From October 14th through 21st, 2022, Expanded is thrilled to present this online video screening curated by Mahlet Cuff.

The process of treading through emotions, realizations, conclusions comes from a place of resting, sitting, and introspection. Getting to that position often involves collecting the tools and resources that can preserve us. An inner dialogue that one has with themselves is not visible to outsiders who do not experience the same internal work. The assumption is that when a conflict arises we must act on it, consummate, and throw it away. In the context of state violence, the burden is too often inflicted on groups that are most susceptible to harm: they are asked to move forward and not question what has been done. What if we did not rush through things with the hope of sweeping things under the rug? To not only just survive but live beyond what is expected of us. In these moments of contemplation, who do we lean on, what histories do we turn to, and what does this process look like? These films by Yace Sula and Kosisochukwu Nnebe are asking: what does it mean to survive, what does it mean to refuse, and how can we think through survival tactics that can be renewed when we create new ways of decolonial ways of continuance.

– Mahlet Cuff

With works by: Yace Sula and Kosisochukwu Nnebe.

Descriptions:

I am not asking for much: lessons in survival was presented online October 14 through 21, 2022. Watch a conversation between Mahlet Cuff, Yace Sula and Kosisochukwu Nnebe about the works (recorded October 12, 2022):

Transcript:


Feature image: Yace Sula, ELE OF THE DARK, 2022.

Image description: A person sits in a dark room, illuminated only by the pink light of a video playing on a laptop.


Mahlet Cuff is an emerging curator, writer and artist. She is based in Treaty 1 Territory in so-called Winnipeg, Manitoba. She has interviewed artists and cultural workers for the Winnipeg Art Gallery, Winnipeg Film group, Yiara Mag, Manitoba music and Synonym Art Consultation.

Yace Sula is a screenwriter, visual artist, and director. Pulling from their own experiences, Yace’s work thematically explores identity, interpersonal relationships, trauma, and moral ambiguity. [www.yacesula.com]

Kosisochukwu Nnebe is a Nigerian-Canadian visual artist. Using phenomenology as a methodology, Nnebe’s practice makes use of hesitation as a generative form of affect that opens the viewer and the artist herself up to new forms of understanding. Touching on themes such as the process of racialization, diasporic experience, and epistemic violence and restitution, her work takes her lived experience as a starting point for engaging viewers on issues both personal and structural in ways that bring awareness to their own imbrication and complicity.

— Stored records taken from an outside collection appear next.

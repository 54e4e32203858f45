//! Track Merge - Command-line application library
//!
//! Reads the requested track files, merges them with `track-merge-lib` and
//! writes the combined GPX document.

pub mod logging;
mod settings;

pub use settings::{STDOUT_PATH, Settings};

use std::fmt;
use std::fs::File;
use std::io::{self, BufWriter};
use std::path::PathBuf;
use track_merge_lib::{SourceError, SourceSet, write_to};

#[derive(Debug, thiserror::Error)]
pub enum CliError {
    #[error("Cannot tell the input format of {0}, pass --format gpx or --format tcx")]
    UnknownFormat(PathBuf),

    #[error("{count} of {total} source(s) could not be loaded")]
    SourcesFailed { count: usize, total: usize },

    #[error(transparent)]
    Source(#[from] SourceError),

    #[error("Failed to write {path}: {error}")]
    Write {
        path: String,
        #[source]
        error: io::Error,
    },

    #[error("Failed to encode statistics: {0}")]
    Stats(#[from] serde_json::Error),
}

pub type Result<T> = std::result::Result<T, CliError>;

/// Where the merged document was written
#[derive(Debug, Clone, PartialEq, Eq)]
pub enum Output {
    Stdout,
    File(PathBuf),
}

impl fmt::Display for Output {
    fn fmt(&self, f: &mut fmt::Formatter<'_>) -> fmt::Result {
        match self {
            Output::Stdout => f.write_str("standard output"),
            Output::File(path) => write!(f, "{}", path.display()),
        }
    }
}

/// Load, merge and write according to `settings`
pub fn run(settings: &Settings) -> Result<Output> {
    let format = settings.input_format().ok_or_else(|| {
        CliError::UnknownFormat(settings.files.first().cloned().unwrap_or_default())
    })?;
    tracing::debug!("Merging {} {} files", settings.files.len(), format);

    let mut sources = SourceSet::new(format, settings.source_config());
    let errors = sources.load_from_files(settings.files.clone());
    if !errors.is_empty() {
        for error in &errors {
            tracing::error!("{}", error);
        }
        return Err(CliError::SourcesFailed {
            count: errors.len(),
            total: settings.files.len(),
        });
    }

    let info = sources.info();
    if info.defaulted_coordinates > 0 {
        tracing::warn!(
            "{} coordinate(s) were missing and written as 0.0",
            info.defaulted_coordinates
        );
    }

    let title = settings
        .title
        .clone()
        .unwrap_or_else(|| sources.default_title());
    let merged = sources.merge(title)?;
    tracing::info!(
        "Merged {} points from {} sources into \"{}\"",
        merged.points().len(),
        merged.source_count(),
        merged.title()
    );

    if settings.stats {
        eprintln!("{}", serde_json::to_string_pretty(&merged.stats())?);
    }

    if settings.writes_to_stdout() {
        write_to(&merged, io::stdout().lock()).map_err(|error| CliError::Write {
            path: STDOUT_PATH.to_string(),
            error,
        })?;
        return Ok(Output::Stdout);
    }

    let path = settings
        .output
        .clone()
        .unwrap_or_else(|| PathBuf::from(sources.default_file_name()));
    File::create(&path)
        .and_then(|file| write_to(&merged, BufWriter::new(file)))
        .map_err(|error| CliError::Write {
            path: path.display().to_string(),
            error,
        })?;
    Ok(Output::File(path))
}
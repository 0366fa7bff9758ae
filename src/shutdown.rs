//! Graceful Shutdown Handling
//!
//! Ties process signals (SIGTERM, SIGINT, Ctrl+C) to a root cancellation
//! token. Clients built with a child of that token stop refreshing when the
//! process is asked to stop.

use crate::client::Client;
use crate::Result;
use std::time::Duration;
use tokio::signal;
use tokio_util::sync::CancellationToken;
use tracing::{info, warn};

/// Shutdown coordinator that owns the root cancellation token
pub struct ShutdownCoordinator {
    root: CancellationToken,
    /// How long to wait for clients to stop once shutdown starts
    timeout: Duration,
}

impl ShutdownCoordinator {
    pub fn new(timeout: Duration) -> Self {
        Self {
            root: CancellationToken::new(),
            timeout,
        }
    }

    /// Token to pass as the parent of every client
    pub fn token(&self) -> CancellationToken {
        self.root.clone()
    }

    /// Cancel everything bound to the root token
    pub fn trigger(&self) {
        self.root.cancel();
    }

    pub fn is_triggered(&self) -> bool {
        self.root.is_cancelled()
    }

    /// Wait for SIGTERM/SIGINT/Ctrl+C, then cancel the root token
    ///
    /// Returns early without a signal if the root token is cancelled by
    /// other means.
    pub async fn listen_for_signals(&self) -> Result<()> {
        info!("Starting shutdown signal listener");

        #[cfg(unix)]
        {
            let mut sigterm = signal::unix::signal(signal::unix::SignalKind::terminate())?;
            let mut sigint = signal::unix::signal(signal::unix::SignalKind::interrupt())?;

            tokio::select! {
                _ = sigterm.recv() => {
                    info!("Received SIGTERM, initiating graceful shutdown");
                }
                _ = sigint.recv() => {
                    info!("Received SIGINT, initiating graceful shutdown");
                }
                _ = self.root.cancelled() => {
                    return Ok(());
                }
            }
        }

        #[cfg(not(unix))]
        {
            tokio::select! {
                res = signal::ctrl_c() => {
                    res?;
                    info!("Received Ctrl+C, initiating graceful shutdown");
                }
                _ = self.root.cancelled() => {
                    return Ok(());
                }
            }
        }

        self.trigger();
        Ok(())
    }

    /// Close `client` and wait for its refresh task to exit
    pub async fn shutdown_client(&self, client: &Client) -> Result<()> {
        client.close();

        if tokio::time::timeout(self.timeout, client.closed())
            .await
            .is_err()
        {
            warn!(
                "Refresh task for {} still running after {:?}",
                client.source_name(),
                self.timeout
            );
            anyhow::bail!("Shutdown completion timeout");
        }

        info!("Configuration client for {} stopped", client.source_name());
        Ok(())
    }
}
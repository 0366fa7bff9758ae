//! remote-config - inspect and watch remote configuration sources

use anyhow::{Context, Result};
use clap::{Parser, Subcommand};
use std::path::PathBuf;
use std::time::Duration;

use tracing::{error, info, warn};
use tracing_subscriber::{layer::SubscriberExt, util::SubscriberInitExt};

use remote_config::settings::{SettingsManager, SourceKind};
use remote_config::{Settings, ShutdownCoordinator, Value};

/// CLI arguments for remote-config
#[derive(Parser, Debug)]
#[command(name = "remote-config")]
#[command(about = "Read typed configuration from a file, URL or git repository")]
#[command(version)]
#[command(long_about = "
Read typed configuration from a file, URL or git repository.

Settings priority (highest to lowest):
1. Command-line arguments
2. Settings file (--config)
3. Environment variables
4. Built-in defaults

Environment variables:
  REMOTE_CONFIG_SOURCE            - Source kind (file, url, git)
  REMOTE_CONFIG_PATH              - File path, or path inside the git repository
  REMOTE_CONFIG_URL               - Document URL, or git remote
  REMOTE_CONFIG_BRANCH            - Git branch
  REMOTE_CONFIG_REFRESH_INTERVAL  - Refresh interval (e.g. 30s, 5m)
  REMOTE_CONFIG_LOG_LEVEL         - Log level (trace, debug, info, warn, error)
")]
pub struct CliArgs {
    /// Settings file path
    #[arg(short, long, default_value = "remote-config.toml")]
    pub config: PathBuf,

    /// Read a local YAML/JSON file
    #[arg(long, conflicts_with_all = ["url", "git"])]
    pub file: Option<PathBuf>,

    /// Fetch a YAML/JSON document over HTTP(S)
    #[arg(long, conflicts_with = "git")]
    pub url: Option<String>,

    /// Git remote to clone
    #[arg(long, requires_all = ["branch", "path"])]
    pub git: Option<String>,

    /// Git branch (with --git)
    #[arg(long)]
    pub branch: Option<String>,

    /// Path of the document inside the git repository (with --git)
    #[arg(long)]
    pub path: Option<PathBuf>,

    /// Refresh interval (e.g. 30s, 5m)
    #[arg(long, value_parser = humantime::parse_duration)]
    pub interval: Option<Duration>,

    /// Log level (trace, debug, info, warn, error)
    #[arg(long)]
    pub log_level: Option<String>,

    /// Enable verbose logging (sets log level to debug)
    #[arg(short, long)]
    pub verbose: bool,

    #[command(subcommand)]
    pub command: Command,
}

#[derive(Subcommand, Debug)]
pub enum Command {
    /// Print the value of one key
    Get { key: String },
    /// Print every key of the current snapshot
    Dump,
    /// Print the given keys (or everything) after every refresh until interrupted
    Watch {
        #[arg(short, long = "key")]
        keys: Vec<String>,
    },
    /// Refresh once more and print the refresh metrics in Prometheus text format
    Metrics,
    /// Validate the settings and exit
    Validate,
}

#[tokio::main]
async fn main() -> Result<()> {
    let args = CliArgs::parse();

    let settings = load_settings(&args)?;
    init_tracing(&args, &settings);

    if matches!(args.command, Command::Validate) {
        info!("Settings are valid");
        info!("  Source: {:?}", settings.source.kind);
        info!(
            "  Refresh interval: {}",
            humantime::format_duration(settings.refresh_interval)
        );
        return Ok(());
    }

    let shutdown = ShutdownCoordinator::new(Duration::from_secs(10));
    let client = settings
        .connect(&shutdown.token())
        .await
        .context("Failed to start configuration client")?;

    match &args.command {
        Command::Get { key } => {
            let value = client.get_value(key)?;
            println!("{}", render(&value)?);
        }
        Command::Dump => print_snapshot(&client, &[])?,
        Command::Metrics => {
            if let Err(e) = client.refresh_now().await {
                warn!("Refresh failed: {}", e);
            }
            print!("{}", client.metrics().render());
        }
        Command::Watch { keys } => {
            print_snapshot(&client, keys)?;

            let mut ticker = tokio::time::interval(client.refresh_interval());
            ticker.tick().await;
            let signals = shutdown.listen_for_signals();
            tokio::pin!(signals);
            loop {
                tokio::select! {
                    res = &mut signals => {
                        if let Err(e) = res {
                            error!("Error setting up signal handlers: {}", e);
                        }
                        break;
                    }
                    _ = ticker.tick() => {
                        if let Err(e) = print_snapshot(&client, keys) {
                            error!("Failed to print configuration: {}", e);
                        }
                    }
                }
            }
        }
        Command::Validate => unreachable!("handled before connecting"),
    }

    shutdown.shutdown_client(&client).await?;
    Ok(())
}

/// CLI flags > settings file > environment > defaults
fn load_settings(args: &CliArgs) -> Result<Settings> {
    let mut settings = if args.config.exists() {
        SettingsManager::load_layered(&args.config)?
    } else {
        let mut settings = Settings::default();
        settings.apply_env_overrides()?;
        settings
    };

    if let Some(file) = &args.file {
        settings.source.kind = SourceKind::File;
        settings.source.path = Some(file.clone());
    } else if let Some(url) = &args.url {
        settings.source.kind = SourceKind::Url;
        settings.source.url = Some(url.clone());
    } else if let Some(remote) = &args.git {
        settings.source.kind = SourceKind::Git;
        settings.source.url = Some(remote.clone());
        settings.source.branch = args.branch.clone();
        settings.source.path = args.path.clone();
    }

    if let Some(interval) = args.interval {
        settings.refresh_interval = interval;
    }
    if let Some(level) = &args.log_level {
        settings.logging.level = level.clone();
    }

    settings
        .validate()
        .context("Final settings validation failed")?;
    Ok(settings)
}

fn print_snapshot(client: &remote_config::Client, keys: &[String]) -> Result<()> {
    let snapshot = client
        .snapshot()
        .context("Source does not expose a snapshot")?;

    for (key, value) in snapshot.iter() {
        if keys.is_empty() || keys.contains(key) {
            println!("{}: {}", key, render(value)?);
        }
    }
    Ok(())
}

fn render(value: &Value) -> Result<String> {
    Ok(match value {
        Value::String(s) => s.clone(),
        other => serde_json::to_string(other)?,
    })
}

/// Initialize tracing/logging
fn init_tracing(args: &CliArgs, settings: &Settings) {
    let log_level = if args.verbose {
        "debug"
    } else {
        settings.logging.level.as_str()
    };

    let env_filter = tracing_subscriber::EnvFilter::try_from_default_env()
        .unwrap_or_else(|_| tracing_subscriber::EnvFilter::new(log_level));

    tracing_subscriber::registry()
        .with(
            tracing_subscriber::fmt::layer()
                .with_target(false)
                .with_thread_ids(true)
                .with_level(true)
                .with_writer(std::io::stderr),
        )
        .with(env_filter)
        .init();
}
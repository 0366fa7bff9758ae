//! Typed Accessors
//!
//! Every accessor returns a [`Lookup`]: the converted value, or the caller's
//! default together with the reason the default was used.

use super::Client;
use crate::error::AccessError;
use crate::value::{Value, ValueKind};
use serde::de::DeserializeOwned;

/// Result of a typed lookup
///
/// `value` is always usable: it holds either the configured value or the
/// default supplied by the caller. `error` is `Some` exactly when the
/// default was used.
#[derive(Debug, Clone, PartialEq)]
#[must_use]
pub struct Lookup<T> {
    pub value: T,
    pub error: Option<AccessError>,
}

impl<T> Lookup<T> {
    pub(crate) fn found(value: T) -> Self {
        Self { value, error: None }
    }

    pub(crate) fn fallback(default: T, error: AccessError) -> Self {
        Self {
            value: default,
            error: Some(error),
        }
    }

    /// True when the default was returned
    pub fn is_default(&self) -> bool {
        self.error.is_some()
    }

    pub fn value(&self) -> &T {
        &self.value
    }

    pub fn into_value(self) -> T {
        self.value
    }

    pub fn error(&self) -> Option<&AccessError> {
        self.error.as_ref()
    }

    pub fn into_parts(self) -> (T, Option<AccessError>) {
        (self.value, self.error)
    }

    /// Drop the default and surface the error instead
    pub fn into_result(self) -> Result<T, AccessError> {
        match self.error {
            None => Ok(self.value),
            Some(e) => Err(e),
        }
    }
}

impl Client {
    /// Raw value for `name` from the current snapshot
    pub fn get_value(&self, name: &str) -> Result<Value, AccessError> {
        if self.is_closed() {
            return Err(AccessError::Closed);
        }

        self.repository()
            .get_data(name)
            .ok_or_else(|| AccessError::NotFound {
                key: name.to_owned(),
            })
    }

    fn lookup<T>(
        &self,
        name: &str,
        default: T,
        expected: ValueKind,
        view: impl FnOnce(&Value) -> Option<T>,
    ) -> Lookup<T> {
        let value = match self.get_value(name) {
            Ok(value) => value,
            Err(e) => return Lookup::fallback(default, e),
        };

        match view(&value) {
            Some(converted) => Lookup::found(converted),
            None => Lookup::fallback(
                default,
                AccessError::TypeMismatch {
                    key: name.to_owned(),
                    expected,
                    found: value.kind(),
                },
            ),
        }
    }

    /// Decode a value of any serde-deserializable shape
    ///
    /// A mapping or sequence shaped like `T` succeeds; anything else returns
    /// `default` with [`AccessError::Decode`].
    pub fn get_config<T: DeserializeOwned>(&self, name: &str, default: T) -> Lookup<T> {
        let value = match self.get_value(name) {
            Ok(value) => value,
            Err(e) => return Lookup::fallback(default, e),
        };

        match value.decode::<T>() {
            Ok(decoded) => Lookup::found(decoded),
            Err(e) => Lookup::fallback(
                default,
                AccessError::Decode {
                    key: name.to_owned(),
                    message: e.to_string(),
                },
            ),
        }
    }

    pub fn get_config_string(&self, name: &str, default: impl Into<String>) -> Lookup<String> {
        self.lookup(name, default.into(), ValueKind::String, |v| {
            v.as_str().map(str::to_owned)
        })
    }

    /// Only integers qualify; `3.0` is a float and yields the default
    pub fn get_config_int(&self, name: &str, default: i64) -> Lookup<i64> {
        self.lookup(name, default, ValueKind::Integer, Value::as_i64)
    }

    /// Only floats qualify; `3` is an integer and yields the default
    pub fn get_config_float(&self, name: &str, default: f64) -> Lookup<f64> {
        self.lookup(name, default, ValueKind::Float, Value::as_f64)
    }

    pub fn get_config_bool(&self, name: &str, default: bool) -> Lookup<bool> {
        self.lookup(name, default, ValueKind::Bool, Value::as_bool)
    }

    /// All elements must be strings, otherwise the whole default is returned
    pub fn get_config_array_of_strings(
        &self,
        name: &str,
        default: Vec<String>,
    ) -> Lookup<Vec<String>> {
        self.lookup(name, default, ValueKind::StringSequence, Value::as_string_list)
    }
}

Nnebe’s work has been exhibited at AXENEO7, the Montreal Museum of Fine Arts, Place des Arts, the Art Gallery of Guelph, the Nia Centre, the Agnes Etherington Centre, and the Mohr Gallery in Mountain View, California. She has given presentations on her artistic practice and research at universities across Quebec, including Laval, McGill and Concordia, has facilitated workshops at the National Gallery of Canada and the Ottawa Art Gallery, and was an instructor of Art and Criticism at the Ottawa School of Art. [www.colouredconversations.com]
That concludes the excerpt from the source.